Drosophila melanogaster cell lines Kc and Ca and clones FC and RF6, cultured in vitro, have no detectable beta-galactosidase (beta-galactoside galactohydrolase, EC 3.2.1.23) activity (as measured by hydrolysis of o-nitrophenyl-beta-D-galoctoside). Ecdysterone, a hormonal steroid of critical importance in insect physiology, clearly induces beta-galactosidase activity in D. melanogaster cells cultured in vitro. Induction occurs in cell lines or clones known to be sensitive to ecdysterone (K, Ca, and Fc) and does not occur in clones known to be resistant to the hormone (RF6). Some properties of the hormone-induced beta-galactosidase activity were studied. The Km for o-nitrophenyl galactoside is 0.35 mM and the Ki for lactose is 12 mM (similar to those of Escherichia coli beta-galactosidase); the activity can be recovered after sodium dodecyl sulfate treatment; the enzyme is a tetramer (Mr of the monomer is 64,000).

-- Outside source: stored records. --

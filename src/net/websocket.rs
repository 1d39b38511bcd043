//! WebSocket server module: client connections and text messages.
//!
//! The server library reports a text message as one or more frames, each
//! with its offset into the whole message. The producer reassembles one
//! message at a time; a new first frame discards whatever was in flight.

use alloc::vec::Vec;

use crate::config::{WEBSOCKET_OVERFLOW, WEBSOCKET_QUEUE_DEPTH};
use crate::engine::ScriptEngine;
use crate::module::{EventSource, Module};
use crate::queue::{DropReason, Emit, Producer};
use crate::record::{Event, Field, OwnedText, Payload};

pub const NAME: &str = "websocket";

#[derive(Debug, Clone, PartialEq, Eq)]
pub enum WebSocketEvent {
    Connected { client_id: u32 },
    Disconnected { client_id: u32 },
    Received { client_id: u32, payload: OwnedText },
}

impl Event for WebSocketEvent {
    fn name(&self) -> &'static str {
        match self {
            Self::Connected { .. } => "connected",
            Self::Disconnected { .. } => "disconnected",
            Self::Received { .. } => "received",
        }
    }

    fn payload(&self) -> Option<Payload<'_>> {
        match self {
            Self::Connected { client_id } | Self::Disconnected { client_id } => {
                Some(Payload::new().with("client_id", Field::Uint(*client_id)))
            }
            Self::Received { client_id, payload } => Some(
                Payload::new()
                    .with("client_id", Field::Uint(*client_id))
                    .with("payload", Field::Text(payload)),
            ),
        }
    }
}

/// One frame of a text message.
#[derive(Debug, Clone, Copy)]
pub struct TextFrame<'a> {
    pub client_id: u32,
    /// Offset of `data` within the message.
    pub index: usize,
    /// Length of the whole message.
    pub total: usize,
    pub data: &'a [u8],
    pub is_final: bool,
}

struct Assembly {
    client_id: u32,
    buf: Vec<u8>,
}

/// Owned by the server's event handler; not shared between contexts.
pub struct WebSocketProducer {
    producer: Producer<WebSocketEvent, WEBSOCKET_QUEUE_DEPTH>,
    assembly: Option<Assembly>,
}

impl WebSocketProducer {
    pub fn new(producer: Producer<WebSocketEvent, WEBSOCKET_QUEUE_DEPTH>) -> Self {
        Self {
            producer,
            assembly: None,
        }
    }

    pub fn on_connect(&mut self, client_id: u32) -> Emit {
        self.producer.emit(WebSocketEvent::Connected { client_id })
    }

    pub fn on_disconnect(&mut self, client_id: u32) -> Emit {
        if self.assembly.as_ref().is_some_and(|a| a.client_id == client_id) {
            self.assembly = None;
        }
        self.producer
            .emit(WebSocketEvent::Disconnected { client_id })
    }

    /// Feed one text frame. Returns `None` while the message is still
    /// incomplete.
    pub fn on_text_frame(&mut self, frame: &TextFrame<'_>) -> Option<Emit> {
        if frame.index == 0 {
            self.assembly = None;
            if !self.producer.is_observed() {
                return Some(Emit::Dropped(DropReason::Unobserved));
            }
            let mut buf = Vec::new();
            if buf.try_reserve_exact(frame.total).is_err() {
                // Counted as an allocation failure on the channel.
                return Some(self.producer.emit_with(|| None));
            }
            buf.resize(frame.total, 0);
            self.assembly = Some(Assembly {
                client_id: frame.client_id,
                buf,
            });
        }

        let Some(assembly) = self.assembly.as_mut() else {
            return Some(Emit::Dropped(DropReason::Ignored));
        };
        if assembly.client_id != frame.client_id {
            return Some(Emit::Dropped(DropReason::Ignored));
        }
        let end = frame.index.saturating_add(frame.data.len());
        let Some(dest) = assembly.buf.get_mut(frame.index..end) else {
            warn!("websocket: fragment out of range - dropped");
            return Some(Emit::Dropped(DropReason::Ignored));
        };
        dest.copy_from_slice(frame.data);

        if !frame.is_final {
            return None;
        }

        let Assembly { client_id, buf } = self.assembly.take()?;
        let Some(payload) = OwnedText::from_utf8(buf) else {
            warn!("websocket: message is not valid UTF-8 - dropped");
            return Some(Emit::Dropped(DropReason::Ignored));
        };
        Some(
            self.producer
                .emit(WebSocketEvent::Received { client_id, payload }),
        )
    }
}

pub type WebSocketModule<E, S> = Module<E, S, WEBSOCKET_QUEUE_DEPTH>;

pub fn module<E, S>(source: S) -> WebSocketModule<E, S>
where
    E: ScriptEngine,
    S: EventSource<WEBSOCKET_QUEUE_DEPTH, Event = WebSocketEvent>,
{
    Module::new(NAME, source, WEBSOCKET_OVERFLOW)
}
//! Plain BLE client module.
//!
//! Notifications and scan results arrive from different host-stack
//! callbacks and are registered from script separately, so each gets its
//! own channel: `ble_client` for notifications and `ble_scan` for scans.

use heapless::String;

use crate::ble::adv;
use crate::ble::{format_address, AddressText};
use crate::config::{
    BLE_NOTIFY_OVERFLOW, BLE_NOTIFY_QUEUE_DEPTH, BLE_SCAN_OVERFLOW, BLE_SCAN_QUEUE_DEPTH,
};
use crate::engine::ScriptEngine;
use crate::module::{EventSource, Module};
use crate::queue::{Emit, Producer};
use crate::record::{Event, Field, OwnedBytes, OwnedText, Payload};

pub const NOTIFY_NAME: &str = "ble_client";
pub const SCAN_NAME: &str = "ble_scan";

// ═══════════════════════════════════════════════════════════════════════════
// Notifications
// ═══════════════════════════════════════════════════════════════════════════

#[derive(Debug, Clone, PartialEq, Eq)]
pub struct NotifyEvent {
    pub uuid: OwnedText,
    pub data: OwnedBytes,
    /// `false` for an indication.
    pub is_notify: bool,
}

impl Event for NotifyEvent {
    fn name(&self) -> &'static str {
        "notify"
    }

    fn payload(&self) -> Option<Payload<'_>> {
        Some(
            Payload::new()
                .with("uuid", Field::Text(&self.uuid))
                .with("data", Field::Bytes(&self.data))
                .with("is_notify", Field::Bool(self.is_notify)),
        )
    }
}

#[derive(Clone)]
pub struct NotifyProducer {
    producer: Producer<NotifyEvent, BLE_NOTIFY_QUEUE_DEPTH>,
}

impl NotifyProducer {
    pub fn new(producer: Producer<NotifyEvent, BLE_NOTIFY_QUEUE_DEPTH>) -> Self {
        Self { producer }
    }

    pub fn on_notify(&self, uuid: &str, data: &[u8], is_notify: bool) -> Emit {
        self.producer.emit_with(|| {
            Some(NotifyEvent {
                uuid: OwnedText::try_copy(uuid)?,
                data: OwnedBytes::try_copy(data)?,
                is_notify,
            })
        })
    }
}

pub type NotifyModule<E, S> = Module<E, S, BLE_NOTIFY_QUEUE_DEPTH>;

pub fn notify_module<E, S>(source: S) -> NotifyModule<E, S>
where
    E: ScriptEngine,
    S: EventSource<BLE_NOTIFY_QUEUE_DEPTH, Event = NotifyEvent>,
{
    Module::new(NOTIFY_NAME, source, BLE_NOTIFY_OVERFLOW)
}

// ═══════════════════════════════════════════════════════════════════════════
// Scanning
// ═══════════════════════════════════════════════════════════════════════════

/// One advertiser seen during a scan.
#[derive(Debug, Clone, PartialEq, Eq)]
pub struct ScanResult {
    pub address: AddressText,
    /// Raw advertisement payload.
    pub advertisement: OwnedBytes,
    pub rssi: i8,
    pub name: Option<String<32>>,
    pub service_uuid: Option<String<6>>,
    pub tx_power: Option<i8>,
}

#[derive(Debug, Clone, PartialEq, Eq)]
pub enum ScanEvent {
    Result(ScanResult),
    /// The scan window elapsed; `count` results were reported.
    Complete { count: u32 },
}

impl Event for ScanEvent {
    fn name(&self) -> &'static str {
        match self {
            Self::Result(_) => "scan_result",
            Self::Complete { .. } => "scan_complete",
        }
    }

    fn payload(&self) -> Option<Payload<'_>> {
        match self {
            Self::Result(r) => Some(
                Payload::new()
                    .with("address", Field::Text(&r.address))
                    .with("advertisement", Field::Bytes(&r.advertisement))
                    .with("rssi", Field::Int(r.rssi.into()))
                    .with_opt("name", r.name.as_deref().map(Field::Text))
                    .with_opt("serviceUuid", r.service_uuid.as_deref().map(Field::Text))
                    .with_opt("txPower", r.tx_power.map(|p| Field::Int(p.into()))),
            ),
            Self::Complete { count } => Some(Payload::new().with("count", Field::Uint(*count))),
        }
    }
}

#[derive(Clone)]
pub struct ScanProducer {
    producer: Producer<ScanEvent, BLE_SCAN_QUEUE_DEPTH>,
}

impl ScanProducer {
    pub fn new(producer: Producer<ScanEvent, BLE_SCAN_QUEUE_DEPTH>) -> Self {
        Self { producer }
    }

    /// `advertisement` is parsed here, in the callback, and copied.
    pub fn on_result(&self, address: &[u8; 6], advertisement: &[u8], rssi: i8) -> Emit {
        self.producer.emit_with(|| {
            Some(ScanEvent::Result(ScanResult {
                address: format_address(address),
                advertisement: OwnedBytes::try_copy(advertisement)?,
                rssi,
                name: adv::local_name(advertisement),
                service_uuid: adv::service_uuid16(advertisement).map(adv::format_uuid16),
                tx_power: adv::tx_power(advertisement),
            }))
        })
    }

    pub fn on_complete(&self, count: u32) -> Emit {
        self.producer.emit(ScanEvent::Complete { count })
    }
}

pub type ScanModule<E, S> = Module<E, S, BLE_SCAN_QUEUE_DEPTH>;

pub fn scan_module<E, S>(source: S) -> ScanModule<E, S>
where
    E: ScriptEngine,
    S: EventSource<BLE_SCAN_QUEUE_DEPTH, Event = ScanEvent>,
{
    Module::new(SCAN_NAME, source, BLE_SCAN_OVERFLOW)
}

在体外培养的果蝇细胞系Kc和Ca以及克隆FC和RF6,没有可检测到的β-半乳糖苷酶(β-半乳糖苷半乳糖水解酶,EC 3.2.1.23)活性(通过邻硝基苯基-β-D-半乳糖苷的水解来测量)。蜕皮甾酮是昆虫生理学中至关重要的一种激素类固醇,它能明显诱导体外培养的果蝇细胞中的β-半乳糖苷酶活性。诱导作用发生在已知对蜕皮甾酮敏感的细胞系或克隆(K、Ca和Fc)中,而在已知对该激素有抗性的克隆(RF6)中则不发生。对激素诱导的β-半乳糖苷酶活性的一些特性进行了研究。邻硝基苯基半乳糖苷的Km为0.35 mM,乳糖的Ki为12 mM(与大肠杆菌β-半乳糖苷酶的相似);该活性在十二烷基硫酸钠处理后仍可恢复;该酶是一种四聚体(单体的Mr为64,000)。